What is expected: Check every line below for the string "core", and copy the lines that contain it.

BEGIN

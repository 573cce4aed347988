use crate::core::types::{DateKey, SlotLabel};
use crate::engine::SlotEngine;
use crate::ui::ansi::{FG_LIGHT_GRAY, STYLE_BOLD, STYLE_INVERSE, STYLE_RESET};
use terminal_size::{terminal_size, Width};

/// Render-time label lookup. Localized day/time text comes from the host's
/// translation collaborator; the default is the engine's own canonical
/// forms. Labels never feed back into selection or availability identity.
pub trait LabelFormatter {
    fn day_label(&self, date: &DateKey) -> String;
    fn slot_label(&self, slot: &SlotLabel) -> String;
}

/// Canonical English labels.
#[derive(Debug, Default, Clone, Copy)]
pub struct DefaultLabels;

impl LabelFormatter for DefaultLabels {
    fn day_label(&self, date: &DateKey) -> String {
        use crate::extensions::chrono::WeekdayExt;
        use chrono::Datelike;
        date.0.weekday().short_label().to_string()
    }

    fn slot_label(&self, slot: &SlotLabel) -> String {
        slot.to_string()
    }
}

const GUTTER: usize = 2;
const FALLBACK_WIDTH: usize = 100;

/// Text snapshot of the widget surface: year label, paging affordances,
/// one column per visible date with its slot buttons, active date and slot
/// marked. Columns that don't fit the width limit are elided from the
/// right; the highlight state itself is unaffected.
pub fn render(
    engine: &SlotEngine,
    labels: &dyn LabelFormatter,
    use_ansi: bool,
    width: Option<usize>,
) -> String {
    let columns = engine.columns();

    let headers: Vec<String> = columns
        .iter()
        .map(|col| format!("{} {}", labels.day_label(&col.date), col.day_number))
        .collect();
    let slot_rows: usize = columns.iter().map(|c| c.slots.len()).max().unwrap_or(0);

    // Uniform column width from the widest unstyled cell, plus marker room.
    let mut col_width = headers.iter().map(String::len).max().unwrap_or(0);
    for col in &columns {
        for cell in &col.slots {
            col_width = col_width.max(labels.slot_label(&cell.label).len());
        }
    }
    col_width += 2;

    let limit = width
        .or_else(|| terminal_size().map(|(Width(w), _)| w as usize))
        .unwrap_or(FALLBACK_WIDTH);
    let per_column = col_width + GUTTER;
    let shown = (limit / per_column).clamp(1, columns.len().max(1));

    let mut lines = Vec::with_capacity(slot_rows + 3);
    lines.push(engine.year_label());
    lines.push(paging_line(shown * per_column, use_ansi));

    let header_line = columns
        .iter()
        .take(shown)
        .zip(&headers)
        .map(|(col, header)| {
            styled_cell(header, col.active, col_width, use_ansi, STYLE_BOLD)
        })
        .collect::<Vec<_>>()
        .join(&" ".repeat(GUTTER));
    lines.push(header_line);

    for row in 0..slot_rows {
        let line = columns
            .iter()
            .take(shown)
            .map(|col| match col.slots.get(row) {
                Some(cell) => styled_cell(
                    &labels.slot_label(&cell.label),
                    cell.active,
                    col_width,
                    use_ansi,
                    STYLE_INVERSE,
                ),
                None => " ".repeat(col_width),
            })
            .collect::<Vec<_>>()
            .join(&" ".repeat(GUTTER));
        lines.push(line.trim_end().to_string());
    }

    lines.join("\n")
}

fn paging_line(total_width: usize, use_ansi: bool) -> String {
    let inner = total_width.saturating_sub("< prev".len() + "next >".len());
    let line = format!("< prev{}next >", " ".repeat(inner));
    if use_ansi {
        format!("{FG_LIGHT_GRAY}{line}{STYLE_RESET}")
    } else {
        line
    }
}

fn styled_cell(text: &str, active: bool, width: usize, use_ansi: bool, style: &str) -> String {
    if !active {
        return format!(" {:<w$}", text, w = width.saturating_sub(1));
    }
    if use_ansi {
        let padded = format!(" {:<w$}", text, w = width.saturating_sub(1));
        format!("{style}{padded}{STYLE_RESET}")
    } else {
        format!("[{:<w$}", format!("{text}]"), w = width.saturating_sub(1))
    }
}
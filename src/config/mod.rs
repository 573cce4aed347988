pub mod models;

use std::fs;
use std::path::{Path, PathBuf};

use serde::{Deserialize, Serialize};
use strum::IntoEnumIterator;
use strum_macros::{AsRefStr, Display, EnumIter as EnumIterDerive, EnumString};

use crate::config::models::{
    ConfigItem, FileLoggingConfigItem, SlotTemplateConfigItem, StartDateConfigItem,
    WindowSizeConfigItem,
};
use crate::core::types::SlotLabel;
use crate::errors::{Error, Result};
use chrono::NaiveDate;

#[derive(Debug, Clone, Copy, PartialEq, Eq, EnumIterDerive, EnumString, Display, AsRefStr)]
#[strum(serialize_all = "SCREAMING_SNAKE_CASE")]
pub enum ConfigKey {
    WindowSize,
    DefaultSlots,
    StartDate,
    FileLoggingEnabled,
}

#[derive(Debug, Clone, Serialize, Deserialize, Default)]
pub struct ConfigFile {
    #[serde(default)]
    pub window_size: WindowSizeConfigItem,
    #[serde(default)]
    pub default_slots: SlotTemplateConfigItem,
    #[serde(default)]
    pub start_date: StartDateConfigItem,
    #[serde(default)]
    pub file_logging_enabled: FileLoggingConfigItem,
}

#[derive(Debug, Clone)]
pub struct Config {
    path: PathBuf,
    data: ConfigFile,
}

impl Config {
    pub fn load_default() -> Result<Self> {
        Self::load_from("config.json")
    }

    pub fn load_from<P: AsRef<Path>>(path: P) -> Result<Self> {
        let path = path.as_ref().to_path_buf();
        if !path.exists() {
            return Err(Error::Config(format!(
                "Configuration file '{}' not found.",
                path.display()
            )));
        }
        let text = fs::read_to_string(&path)
            .map_err(|e| Error::Config(format!("Failed to read {}: {}", path.display(), e)))?;
        let data: ConfigFile = serde_json::from_str(&text)
            .map_err(|e| Error::Config(format!("Invalid JSON in '{}': {}", path.display(), e)))?;
        Ok(Self { path, data })
    }

    /// Load the file, materializing defaults on disk when it doesn't exist
    /// yet (first run of the demo host).
    pub fn load_or_init<P: AsRef<Path>>(path: P) -> Result<Self> {
        let path_ref = path.as_ref();
        if !path_ref.exists() {
            let config = Self {
                path: path_ref.to_path_buf(),
                data: ConfigFile::default(),
            };
            config.save()?;
            return Ok(config);
        }
        Self::load_from(path_ref)
    }

    pub fn save(&self) -> Result<()> {
        if let Some(parent) = self.path.parent() {
            if !parent.as_os_str().is_empty() {
                fs::create_dir_all(parent)?;
            }
        }
        let text = serde_json::to_string_pretty(&self.data)?;
        fs::write(&self.path, text)?;
        Ok(())
    }

    pub fn view(&self) -> &ConfigFile {
        &self.data
    }

    pub fn window_size(&self) -> u32 {
        *self.data.window_size.get_value()
    }
    pub fn default_slots(&self) -> &[SlotLabel] {
        self.data.default_slots.get_value()
    }
    pub fn start_date(&self) -> Option<NaiveDate> {
        *self.data.start_date.get_value()
    }
    pub fn file_logging_enabled(&self) -> bool {
        self.data.file_logging_enabled.get_value().0
    }

    pub fn rows(&self) -> Vec<(String, String, String)> {
        let mut rows = Vec::new();
        for key in ConfigKey::iter() {
            match key {
                ConfigKey::WindowSize => rows.push((
                    key.to_string(),
                    self.data.window_size.description().to_string(),
                    self.data.window_size.get_value().to_string(),
                )),
                ConfigKey::DefaultSlots => rows.push((
                    key.to_string(),
                    self.data.default_slots.description().to_string(),
                    self.data
                        .default_slots
                        .get_value()
                        .iter()
                        .map(|s| s.to_string())
                        .collect::<Vec<_>>()
                        .join(", "),
                )),
                ConfigKey::StartDate => rows.push((
                    key.to_string(),
                    self.data.start_date.description().to_string(),
                    self.data
                        .start_date
                        .get_value()
                        .map(|d| d.to_string())
                        .unwrap_or_else(|| "-".to_string()),
                )),
                ConfigKey::FileLoggingEnabled => rows.push((
                    key.to_string(),
                    self.data.file_logging_enabled.description().to_string(),
                    self.data.file_logging_enabled.get_value().to_string(),
                )),
            }
        }
        rows
    }

    pub fn set_key(&mut self, key: ConfigKey, new_value: &str) -> Result<()> {
        match key {
            ConfigKey::WindowSize => self.data.window_size.set_value(new_value)?,
            ConfigKey::DefaultSlots => self.data.default_slots.set_value(new_value)?,
            ConfigKey::StartDate => self.data.start_date.set_value(new_value)?,
            ConfigKey::FileLoggingEnabled => self.data.file_logging_enabled.set_value(new_value)?,
        }
        self.save()
    }
}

END

Solution to this task:
use crate::core::types::{DateKey, SlotLabel};
use crate::core::types::SlotLabel;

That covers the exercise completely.